LOL. I am just so glad I am not in the market for a soft-side crate. Your living room looks like everything I buy....towels, area rugs, lamps..you name it. I buy 3 or 4 of everything and lay them out to decide which one I really like...then haul them all back for returns. I have a bag out in the garage for their return to their respective stores. Just looking at them without knowing the functionality, the last one on the right would be my vote. I have a Big Lots near by. I will have to stop in one day to check out their pet items.


----------



## ama0722 (Nov 28, 2006)

haha! I think it goes more by the one the pups like rather then you like- trust me I have tons of stuff that I like and they don't!  And by like, I mean willing to stay inside and rest for the most part. The cheap target ones are good for dogs who don't move otherwise they can easily move their own crate quite a ways (I know better than to try this route!) but have seen it done. I like the soft sided crates that have the clip up on top that the zippers go into. The one I have (sorry not home for a pic) also has plastic side that you can roll down over the windows if you are by someone noisy at shows or it is cold. But to be honest I usually bring a blanket when I want them to rest. Cause they learn real quick how fun shows are  And Dash doesn't rest well in a crate with windows, he wants to come out and play all the time!


----------



## krandall (Jun 11, 2009)

SMARTY said:


> Any comments? I may let DH decide with no idea of price.

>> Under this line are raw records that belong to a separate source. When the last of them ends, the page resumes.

//! The [`Remapper`] trait, answering "what's the new name of X?" for [`crate::remap::remap_class`].

use anyhow::{bail, Result};
use crate::signature;

/// A remapper for class names, field names and method names.
///
/// Implementors only need to provide the methods without a default implementation. Unknown names are expected to be
/// returned unchanged.
pub trait Remapper {
	/// Maps an internal class name like `java/lang/Object`. This is never called with array class names.
	fn map_class(&self, name: &str) -> String;

	/// Maps a field name. The `owner` and `descriptor` are in the old namespace.
	fn map_field_name(&self, owner: &str, name: &str, descriptor: &str) -> String;

	/// Maps a method name. The `owner` and `descriptor` are in the old namespace.
	fn map_method_name(&self, owner: &str, name: &str, descriptor: &str) -> String;

	/// Maps any class name, including array class names like `[Ljava/lang/Object;`.
	fn map_class_any(&self, name: &str) -> Result<String> {
		if name.starts_with('[') {
			self.map_desc(name)
		} else {
			Ok(self.map_class(name))
		}
	}

	/// Maps a field or method descriptor.
	fn map_desc(&self, desc: &str) -> Result<String> {
		let mut s = String::with_capacity(desc.len());

		let mut iter = desc.chars();
		while let Some(ch) = iter.next() {
			s.push(ch);

			if ch == 'L' {
				let mut class_name = String::new();
				for ch in iter.by_ref() {
					class_name.push(ch);
					if ch == ';' {
						break;
					}
				}
				if class_name.pop() != Some(';') {
					bail!("descriptor {desc:?} has a missing semicolon somewhere");
				}

				s.push_str(&self.map_class(&class_name));
				s.push(';');
			}
		}

		Ok(s)
	}

	/// Maps a generic signature of a class, field, method or record component.
	fn map_signature(&self, signature: &str) -> Result<String> {
		signature::map_signature(self, signature)
	}
}
//! The big-endian items class files are made of.
//!
//! Reading works on a borrowed slice, so that errors can tell at which offset the data ended. Writing always goes to a
//! `Vec<u8>`, the finished class is copied out in one piece.

use anyhow::{anyhow, Context, Result};

/// A position in a byte slice, advanced by every read.
#[derive(Debug, Clone)]
pub(crate) struct Reader<'a> {
	data: &'a [u8],
	position: usize,
}

impl<'a> Reader<'a> {
	pub(crate) fn new(data: &'a [u8]) -> Reader<'a> {
		Reader { data, position: 0 }
	}

	pub(crate) fn position(&self) -> usize {
		self.position
	}

	pub(crate) fn remaining(&self) -> usize {
		self.data.len() - self.position
	}

	/// Takes the next `length` bytes, without copying them.
	pub(crate) fn take(&mut self, length: usize) -> Result<&'a [u8]> {
		let data: &'a [u8] = self.data;
		let bytes = self.position.checked_add(length)
			.and_then(|end| data.get(self.position..end))
			.with_context(|| anyhow!("data ends early: wanted {length} bytes at offset {}, but only {} are left", self.position, self.remaining()))?;
		self.position += length;
		Ok(bytes)
	}

	fn array<const N: usize>(&mut self) -> Result<[u8; N]> {
		Ok(self.take(N)?.try_into()?)
	}

	pub(crate) fn u8(&mut self) -> Result<u8> {
		Ok(u8::from_be_bytes(self.array()?))
	}

	pub(crate) fn u16(&mut self) -> Result<u16> {
		Ok(u16::from_be_bytes(self.array()?))
	}

	pub(crate) fn u32(&mut self) -> Result<u32> {
		Ok(u32::from_be_bytes(self.array()?))
	}

	pub(crate) fn u64(&mut self) -> Result<u64> {
		Ok(u64::from_be_bytes(self.array()?))
	}

	/// A length or count stored as `u16`.
	pub(crate) fn u16_len(&mut self) -> Result<usize> {
		Ok(usize::from(self.u16()?))
	}

	/// A length stored as `u32`.
	pub(crate) fn u32_len(&mut self) -> Result<usize> {
		let length = self.u32()?;
		usize::try_from(length).with_context(|| anyhow!("length {length} doesn't fit into memory"))
	}

	/// Reads a `u16` count, then that many items.
	pub(crate) fn list<T>(&mut self, mut item: impl FnMut(&mut Self) -> Result<T>) -> Result<Vec<T>> {
		let count = self.u16_len()?;
		let mut items = Vec::with_capacity(count);
		for _ in 0..count {
			items.push(item(self)?);
		}
		Ok(items)
	}
}

/// Appending items to a class file being built.
pub(crate) trait Put {
	fn put_u8(&mut self, value: u8);
	fn put_u16(&mut self, value: u16);
	fn put_u32(&mut self, value: u32);
	fn put_u64(&mut self, value: u64);
	fn put_bytes(&mut self, bytes: &[u8]);

	/// Puts a length or count as `u16`, failing if it's too large.
	fn put_u16_len(&mut self, length: usize) -> Result<()> {
		let length = u16::try_from(length).with_context(|| anyhow!("{length} is too large, at most {} fit", u16::MAX))?;
		self.put_u16(length);
		Ok(())
	}

	fn put_u32_len(&mut self, length: usize) -> Result<()> {
		let length = u32::try_from(length).with_context(|| anyhow!("{length} is too large, at most {} fit", u32::MAX))?;
		self.put_u32(length);
		Ok(())
	}

	/// Puts the `u16` count of `items`, then every item.
	fn put_list<T>(&mut self, items: &[T], mut put: impl FnMut(&mut Self, &T) -> Result<()>) -> Result<()> {
		self.put_u16_len(items.len())?;
		for item in items {
			put(self, item)?;
		}
		Ok(())
	}
}

impl Put for Vec<u8> {
	fn put_u8(&mut self, value: u8) {
		self.push(value);
	}

	fn put_u16(&mut self, value: u16) {
		self.extend_from_slice(&value.to_be_bytes());
	}

	fn put_u32(&mut self, value: u32) {
		self.extend_from_slice(&value.to_be_bytes());
	}

	fn put_u64(&mut self, value: u64) {
		self.extend_from_slice(&value.to_be_bytes());
	}

	fn put_bytes(&mut self, bytes: &[u8]) {
		self.extend_from_slice(bytes);
	}
}

#[cfg(test)]
mod testing {
	use anyhow::Result;
	use pretty_assertions::assert_eq;
	use crate::bytes::{Put, Reader};

	#[test]
	fn items_are_big_endian() -> Result<()> {
		let mut reader = Reader::new(&[0xca, 0xfe, 0xba, 0xbe, 0x00, 0x02, 0x00, 0x07, 0x00, 0x09, 0xff]);
		assert_eq!(reader.u32()?, 0xcafe_babe);
		assert_eq!(reader.list(|r| r.u16())?, vec![7, 9]);
		assert_eq!(reader.position(), 10);
		assert_eq!(reader.u8()?, 0xff);
		assert_eq!(reader.remaining(), 0);
		Ok(())
	}

	#[test]
	fn reading_past_the_end_fails() -> Result<()> {
		let mut reader = Reader::new(&[1, 2, 3]);
		assert_eq!(reader.u16()?, 0x0102);

		let error = reader.u32().err().map(|e| e.to_string());
		assert_eq!(error.as_deref(), Some("data ends early: wanted 4 bytes at offset 2, but only 1 are left"));
		// nothing was consumed
		assert_eq!(reader.u8()?, 3);

		assert!(Reader::new(&[]).take(usize::MAX).is_err());
		Ok(())
	}

	#[test]
	fn lengths_must_fit() -> Result<()> {
		let mut out = Vec::new();
		out.put_u16_len(0xffff)?;
		out.put_list(&[1u64], |out, &x| {
			out.put_u64(x);
			Ok(())
		})?;
		assert_eq!(out, vec![0xff, 0xff, 0, 1, 0, 0, 0, 0, 0, 0, 0, 1]);

		assert!(out.put_u16_len(0x1_0000).is_err());
		assert_eq!(out.len(), 12);
		Ok(())
	}
}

No comments on the crates... looks to me like it's really personal choice. But I had to comment that I love your "supervisor"!<g>


----------



## krandall (Jun 11, 2009)

Flynn Gentry-Taylor said:


> The crate games sound like fun. Can you post a photo of the plastic crate? Or maybe the name of the crate and where you purchased it? Thanks


It's just your typical plastic crate from either Petco or Petsmart. (can't remember which, for sure) I wouldn't recommend the specific model I got. It is slightly rounded, which didn't seem like a problem in the store, but in actual use, because of the rounded edges, the door doesn't want to remain fully open. (which, again, you need for Crate Games) We had to "modify" it with a hack saw and a blow torch (to smooth the sawed off bits<g>) to get it so that the door would stay open. It works now, but there have to be easier ones.

One thing I DO like about the model I bought is that the top and bottom clamp together rather than needing a bunch of nuts and bolts. So it's easy to get apart for cleaning or storage. Some day I may replace it, but it's fine for now.


----------



## SMARTY (Apr 19, 2007)

gelbergirl said:


> Sandi, please tell me more about what you think of the zippers.
> (I can not drive with Henry on my lap , it is too dangerous).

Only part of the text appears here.